The OASC assessment lasts for two days and consists of the following assessments. However, the OASC conducted by RAFVR(T) and RAFAC applicants is shorter, focusing on elements of the Air Cadet Organisation.
1. Group Discussion: Candidates will be assessed on their participation in a group discussion covering a number of contemporary issues.
2. Group Planning Exercise: Candidates will be assessed on their contribution to a classroom based group planning exercise requiring them to solve a theoretical scenario-based problem.
3. Hangar Familiarisation: Candidates will be given an unassessed introduction to the OASC hangar where they will complete a series of physical leadership tasks.
4. Leaderless Exercise: Candidates will be assessed on their contribution to a practical exercise as a group in the OASC hangar, without a nominated leader.
5. Command Situation Exercise: Each candidate will be given the opportunity to lead the other members of their syndicate in tackling a practical exercise in the OASC hangar. Candidates will be assessed as both leaders and team members.
6. Individual Planning Exercise: Candidates will be assessed in a classroom-based individual planning exercise requiring them to solve a theoretical scenario-based problem as individuals.
7. Interview: Candidates will be interviewed individually by a board of senior officers, including a senior member of the ACO. This will determine their motivation, suitability and understanding of the ACO and its parent service.

===Officer Cadets===
Candidates who passed the OASC boarding process were appointed as Officer Cadets in the VR(T). Candidates joining a Combined Cadet Force unit were recommended by the relevant headmaster and Section Commander to Headquarters Air Cadets before being interviewed by the Regional TEST Squadron Leader serving in the RAFR. Since October 2007, all candidates that passed their relative selection process were appointed as Officer Cadets until successful completion of the Officers' Initial Course (OIC) at RAF Cranwell.

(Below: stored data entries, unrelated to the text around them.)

//! Pieces module - tetromino shapes per rotation state
//!
//! Shapes follow the SRS spawn boxes. The placement search only cares about
//! the set of cells a rotation occupies, so shapes are normalized (shifted so
//! the topmost and leftmost minos sit at 0) and rotations that normalize to
//! the same cells are enumerated once.

use arrayvec::ArrayVec;

use arcade_advisor_types::{PieceKind, Rotation};

/// Offset of a single mino relative to piece origin
pub type MinoOffset = (i8, i8);

/// Shape of a piece - 4 mino offsets from piece origin
pub type PieceShape = [MinoOffset; 4];

/// Get the shape (mino offsets) for a piece kind and rotation
pub fn get_shape(kind: PieceKind, rotation: Rotation) -> PieceShape {
    match kind {
        PieceKind::I => match rotation {
            Rotation::North => [(0, 1), (1, 1), (2, 1), (3, 1)],
            Rotation::East => [(2, 0), (2, 1), (2, 2), (2, 3)],
            Rotation::South => [(0, 2), (1, 2), (2, 2), (3, 2)],
            Rotation::West => [(1, 0), (1, 1), (1, 2), (1, 3)],
        },
        PieceKind::O => [(1, 0), (2, 0), (1, 1), (2, 1)],
        PieceKind::T => match rotation {
            Rotation::North => [(1, 0), (0, 1), (1, 1), (2, 1)],
            Rotation::East => [(1, 0), (1, 1), (2, 1), (1, 2)],
            Rotation::South => [(0, 1), (1, 1), (2, 1), (1, 2)],
            Rotation::West => [(1, 0), (0, 1), (1, 1), (1, 2)],
        },
        PieceKind::S => match rotation {
            Rotation::North => [(1, 0), (2, 0), (0, 1), (1, 1)],
            Rotation::East => [(1, 0), (1, 1), (2, 1), (2, 2)],
            Rotation::South => [(1, 1), (2, 1), (0, 2), (1, 2)],
            Rotation::West => [(0, 0), (0, 1), (1, 1), (1, 2)],
        },
        PieceKind::Z => match rotation {
            Rotation::North => [(0, 0), (1, 0), (1, 1), (2, 1)],
            Rotation::East => [(2, 0), (1, 1), (2, 1), (1, 2)],
            Rotation::South => [(0, 1), (1, 1), (1, 2), (2, 2)],
            Rotation::West => [(1, 0), (0, 1), (1, 1), (0, 2)],
        },
        PieceKind::J => match rotation {
            Rotation::North => [(0, 0), (0, 1), (1, 1), (2, 1)],
            Rotation::East => [(1, 0), (2, 0), (1, 1), (1, 2)],
            Rotation::South => [(0, 1), (1, 1), (2, 1), (2, 2)],
            Rotation::West => [(1, 0), (1, 1), (0, 2), (1, 2)],
        },
        PieceKind::L => match rotation {
            Rotation::North => [(2, 0), (0, 1), (1, 1), (2, 1)],
            Rotation::East => [(1, 0), (1, 1), (1, 2), (2, 2)],
            Rotation::South => [(0, 1), (1, 1), (2, 1), (0, 2)],
            Rotation::West => [(0, 0), (1, 0), (1, 1), (1, 2)],
        },
    }
}

/// Shift a shape so its minimum x and y are both 0, minos sorted row-major
pub fn normalize(shape: PieceShape) -> PieceShape {
    let min_x = shape.iter().map(|m| m.0).min().unwrap_or(0);
    let min_y = shape.iter().map(|m| m.1).min().unwrap_or(0);
    let mut out = shape.map(|(x, y)| (x - min_x, y - min_y));
    out.sort_by_key(|&(x, y)| (y, x));
    out
}

/// Width of a normalized shape in columns
pub fn shape_width(shape: &PieceShape) -> i32 {
    shape.iter().map(|m| m.0 as i32).max().unwrap_or(0) + 1
}

/// Distinct normalized rotation states of `kind`, in clockwise order from spawn
pub fn distinct_rotations(kind: PieceKind) -> ArrayVec<(Rotation, PieceShape), 4> {
    let mut out: ArrayVec<(Rotation, PieceShape), 4> = ArrayVec::new();
    for rotation in Rotation::ALL {
        let shape = normalize(get_shape(kind, rotation));
        if out.iter().all(|(_, s)| *s != shape) {
            out.push((rotation, shape));
        }
    }
    out
}
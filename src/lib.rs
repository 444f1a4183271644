//! Arcade Advisor (workspace facade crate).
//!
//! Deterministic hint and decision engines for mine-grid, movement-grid and
//! falling-block games. The implementation lives in dedicated crates under
//! `crates/`; this package re-exports them as `arcade_advisor::{types,core,engine}`.

pub use arcade_advisor_core as core;
pub use arcade_advisor_engine as engine;
pub use arcade_advisor_types as types;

As an Officer Cadet VR(T), they wore a completely white rank slide with gilt VRT insignia in the centre. This was accompanied by standard officers' headdress (complete with white band whilst at ATF). Following completion of their OIC, a newly appointed Pilot Officer Air Cadets would then receive their rank slide. Since Air Cadets officers would generally be responsible for running either a CCF(RAF) section or an Air Training Corps squadron/detached flight, successful applicants were required to demonstrate qualities of commitment, motivation, and some knowledge of the RAF and military/civil aviation, all underpinned by a willingness and aptitude to work with young people in an instructional environment. Many had educational or youth work experience and qualifications in specialist areas of outward bound youth work.

Other members of the Air Cadets served as flying instructors on the Volunteer Gliding Squadrons or as pilots on Air Experience Flights; the latter were in most cases former military pilots who have left the regular service and were commissioned into the RAFVR(T) on appointment to the AEF.

==Uniform==

Air Cadets members wear the same uniform as Royal Air Force commissioned Officers, with the exception that gilt VRT insignia is worn on the lapels of formal dress uniforms, and gilt VRT insignia on top of the rank braid on the epaulettes and tabs of working dress uniforms and combat uniforms. Air Cadets Officers are required to still wear gilt VRT badges on top of rank braid when wearing No.2 dress uniform (or other working dress) at all times (excepting those in the CCF who are not permitted under Joint Service Regulations (JSP 313) to wear metal titles on combat uniform). However, when there is a FOD (Foreign object debris) risk the entire rank badge should be removed.

=== Flying badges ===
Similar to pilots in the regular RAF, those in the RAFVR are given their own unique flying badges based on the nature of their flying.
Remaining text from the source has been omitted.